Tenho transtorno bipolar e levei 10 anos para descobrir: caso de jovem serve como alerta

por | set 3, 2019 | Saúde

A jornalista e pesquisadora Kyene Becker da Silva recebeu por anos o diagnóstico errado sobre sua saúde mental. Em entrevista ao VIX, ela explicou por que o transtorno demorou mais de 10 anos para ser identificado e de que maneira o atraso em saber o que de fato acontecia causou, como uso de medicamentos inapropriados e até mesmo prejuízos na vida social.

Transtorno de bipolaridade: diagnóstico errado e seus impactos

Ao longo da infância, Kyene lembra de ter sido uma criança bastante agitada. “Ansiosa demais, intensa”, descreve a mestranda em Divulgação Científica e Cultural pela Unicamp.

Kyene relata que seu comportamento na escola, por exemplo, era de uma aluna inquieta. Ao finalizar suas atividades, ela sentia muita dificuldade em ficar parada e esperar os demais colegas finalizarem a lição. “Na época, meus pais e a escola acreditavam se tratar de rebeldia da idade mesmo”, diz a jovem de 27 anos.

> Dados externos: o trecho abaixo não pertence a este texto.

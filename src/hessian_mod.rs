//! Hessian modifications for Newton-type directions.
//!
//! Far from a minimum, the Hessian matrix may be indefinite and the Newton
//! step `-H^-1 g` is then not guaranteed to be a descent direction. The
//! modifications in this module replace `H` by a symmetric positive definite
//! matrix `M` "close" to `H` and return the step `-M^-1 g` computed from a
//! factorization of `M`, never from an explicit inverse.
//!
//! * [Eigenvalue](eigenvalue) -- shifts the spectrum so that the smallest
//!   eigenvalue is safely positive.
//! * [Cholesky](cholesky) -- adds increasing multiples of the identity until
//!   the Cholesky factorization succeeds.
//! * [GMW](gmw) -- modified Cholesky factorization of Gill, Murray and
//!   Wright, which perturbs the diagonal during the factorization.
//! * Unmodified -- plain Newton step, without any descent guarantee.
//!
//! # References
//!
//! \[1\] [Numerical
//! Optimization](https://link.springer.com/book/10.1007/978-0-387-40065-5),
//! Section 3.4
//!
//! \[2\] [Practical
//! Optimization](https://epubs.siam.org/doi/book/10.1137/1.9781611975604)

pub mod cholesky;
pub mod eigenvalue;
pub mod gmw;

use std::fmt;
use std::str::FromStr;

use nalgebra::{DMatrix, DVector, RealField};
use thiserror::Error;

use crate::driver::ConfigError;
use crate::line_search::normalize_name;

/// Error returned from a Hessian modification.
#[derive(Debug, Error)]
pub enum HessianModError {
    /// The Hessian or the gradient contains non-finite values.
    #[error("hessian or gradient is not finite")]
    NonFinite,
    /// The (unmodified) Hessian is singular.
    #[error("hessian is singular")]
    Singular,
    /// The modification did not succeed within its iteration budget.
    #[error("hessian modification did not converge")]
    NotConverged,
}

/// Newton step computed from the modified Hessian.
#[derive(Debug, Clone)]
pub struct ModifiedNewton<T: RealField + Copy> {
    /// The step `-M^-1 g`.
    pub step: DVector<T>,
    /// The modified matrix `M`.
    pub matrix: DMatrix<T>,
}

/// Hessian modification selection.
#[derive(Debug, Clone, Copy, PartialEq, Eq)]
pub enum HessianMod {
    /// The Hessian is used as is.
    Unmodified,
    /// See [`eigenvalue`].
    Eigenvalue,
    /// See [`cholesky`].
    Cholesky,
    /// See [`gmw`].
    Gmw,
}

impl HessianMod {
    /// Computes the Newton step for Hessian `h` and gradient `g`. The machine
    /// accuracy `mach_acc` is used by the Cholesky and GMW modifications for
    /// their thresholds.
    pub fn newton_step<T: RealField + Copy>(
        &self,
        h: &DMatrix<T>,
        g: &DVector<T>,
        mach_acc: T,
    ) -> Result<ModifiedNewton<T>, HessianModError> {
        if h.iter().any(|v| !v.is_finite()) || g.iter().any(|v| !v.is_finite()) {
            return Err(HessianModError::NonFinite);
        }

        match self {
            HessianMod::Unmodified => unmodified(h, g),
            HessianMod::Eigenvalue => eigenvalue::newton_step(h, g),
            HessianMod::Cholesky => cholesky::newton_step(h, g, mach_acc),
            HessianMod::Gmw => gmw::newton_step(h, g, mach_acc),
        }
    }

    /// Canonical name of the modification.
    pub fn name(&self) -> &'static str {
        match self {
            HessianMod::Unmodified => "no hessian mod",
            HessianMod::Eigenvalue => "eigenvalue",
            HessianMod::Cholesky => "cholesky",
            HessianMod::Gmw => "gmw",
        }
    }
}

fn unmodified<T: RealField + Copy>(
    h: &DMatrix<T>,
    g: &DVector<T>,
) -> Result<ModifiedNewton<T>, HessianModError> {
    let step = h.clone().lu().solve(&(-g)).ok_or(HessianModError::Singular)?;

    if step.iter().any(|v| !v.is_finite()) {
        return Err(HessianModError::Singular);
    }

    Ok(ModifiedNewton {
        step,
        matrix: h.clone(),
    })
}

impl fmt::Display for HessianMod {
    fn fmt(&self, f: &mut fmt::Formatter<'_>) -> fmt::Result {
        f.write_str(self.name())
    }
}

impl FromStr for HessianMod {
    type Err = ConfigError;

    fn from_str(s: &str) -> Result<Self, Self::Err> {
        match normalize_name(s).as_str() {
            "no hessian mod" | "none" | "unmodified" => Ok(HessianMod::Unmodified),
            "eigen" | "eigenvalue" => Ok(HessianMod::Eigenvalue),
            "chol" | "cholesky" => Ok(HessianMod::Cholesky),
            "gmw" | "gmw81" => Ok(HessianMod::Gmw),
            _ => Err(ConfigError::UnknownHessianMod(s.to_string())),
        }
    }
}

#[cfg(test)]
pub(crate) mod tests {
    use super::*;

    use approx::assert_abs_diff_eq;
    use nalgebra::{dmatrix, dvector, SymmetricEigen};
    use rand::{rngs::StdRng, Rng, SeedableRng};

    /// Random symmetric matrix with entries in `[-10, 10]`, typically
    /// indefinite.
    pub(crate) fn random_symmetric(rng: &mut StdRng, n: usize) -> DMatrix<f64> {
        let a = DMatrix::from_fn(n, n, |_, _| rng.gen_range(-10.0..10.0));
        (&a + a.transpose()) * 0.5
    }

    /// Checks that the modified matrix is symmetric positive definite and the
    /// step is a descent direction.
    pub(crate) fn assert_descent(hm: HessianMod, seed: u64) {
        let mut rng = StdRng::seed_from_u64(seed);

        for n in 1..=6 {
            for _ in 0..20 {
                let h = random_symmetric(&mut rng, n);
                let g = DVector::from_fn(n, |_, _| rng.gen_range(-1.0..1.0));

                let modified = hm.newton_step(&h, &g, 1e-16).unwrap();
                let m = &modified.matrix;

                assert_abs_diff_eq!(m.clone(), m.transpose(), epsilon = 1e-9);

                let eigen = SymmetricEigen::new(m.clone());
                assert!(eigen.eigenvalues.iter().all(|&l| l > 0.0), "{}", eigen.eigenvalues);

                assert!(g.dot(&modified.step) < 0.0);

                // The step solves M p = -g.
                assert_abs_diff_eq!(m * &modified.step, -&g, epsilon = 1e-6 * m.norm().max(1.0));
            }
        }
    }

    #[test]
    fn names() {
        assert_eq!("Eigen".parse::<HessianMod>().unwrap(), HessianMod::Eigenvalue);
        assert_eq!("chol".parse::<HessianMod>().unwrap(), HessianMod::Cholesky);
        assert_eq!("GMW".parse::<HessianMod>().unwrap(), HessianMod::Gmw);
        assert_eq!(
            "No Hessian Mod".parse::<HessianMod>().unwrap(),
            HessianMod::Unmodified
        );
        assert!(matches!(
            "se99".parse::<HessianMod>(),
            Err(ConfigError::UnknownHessianMod(_))
        ));

        for hm in [
            HessianMod::Unmodified,
            HessianMod::Eigenvalue,
            HessianMod::Cholesky,
            HessianMod::Gmw,
        ] {
            assert_eq!(hm.to_string().parse::<HessianMod>().unwrap(), hm);
        }
    }

    #[test]
    fn unmodified_newton_step() {
        let h = dmatrix![2.0, 0.0; 0.0, 4.0];
        let g = dvector![2.0, -4.0];

        let modified = HessianMod::Unmodified.newton_step(&h, &g, 1e-16).unwrap();
        assert_abs_diff_eq!(modified.step, dvector![-1.0, 1.0]);
    }

    #[test]
    fn unmodified_singular() {
        let h = dmatrix![1.0, 1.0; 1.0, 1.0];
        let g = dvector![1.0, 0.0];

        assert!(matches!(
            HessianMod::Unmodified.newton_step(&h, &g, 1e-16),
            Err(HessianModError::Singular)
        ));
    }

    #[test]
    fn non_finite_rejected() {
        let h = dmatrix![f64::NAN, 0.0; 0.0, 1.0];
        let g = dvector![1.0, 0.0];

        for hm in [HessianMod::Eigenvalue, HessianMod::Cholesky, HessianMod::Gmw] {
            assert!(matches!(
                hm.newton_step(&h, &g, 1e-16),
                Err(HessianModError::NonFinite)
            ));
        }
    }

    #[test]
    fn positive_definite_kept() {
        // A well-conditioned positive definite matrix needs no modification
        // and all methods give the exact Newton step.
        let h = dmatrix![4.0, 1.0; 1.0, 3.0];
        let g = dvector![1.0, 2.0];
        let exact = HessianMod::Unmodified.newton_step(&h, &g, 1e-16).unwrap().step;

        for hm in [HessianMod::Eigenvalue, HessianMod::Cholesky, HessianMod::Gmw] {
            let modified = hm.newton_step(&h, &g, 1e-16).unwrap();
            assert_abs_diff_eq!(modified.step, exact.clone(), epsilon = 1e-12);
            assert_abs_diff_eq!(modified.matrix, h.clone(), epsilon = 1e-12);
        }
    }
}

O comportamento “rebelde” de Kyene, porém, foi se intensificando conforme os anos se passavam. Um professor até propôs que ela fosse matriculada em uma série adiantada, uma alternativa para sanar a inquietude da menina. Porém, a ideia não foi aceita pelos pais da garota.

Muitos de seus colegas faziam bullying e seu relacionamento não era o dos melhores com os demais alunos.

“Os colegas acabavam se afastando por acharem o meu comportamento estranho e extremista demais. Na quarta série, por exemplo, eu comecei a desenvolver uns tiques – eu fazia um movimento com a cabeça, parecendo estar jogando o cabelo pro lado. Sabe quando sua franja fica no olho e você balança a cabeça pra ela sair? Era exatamente assim.”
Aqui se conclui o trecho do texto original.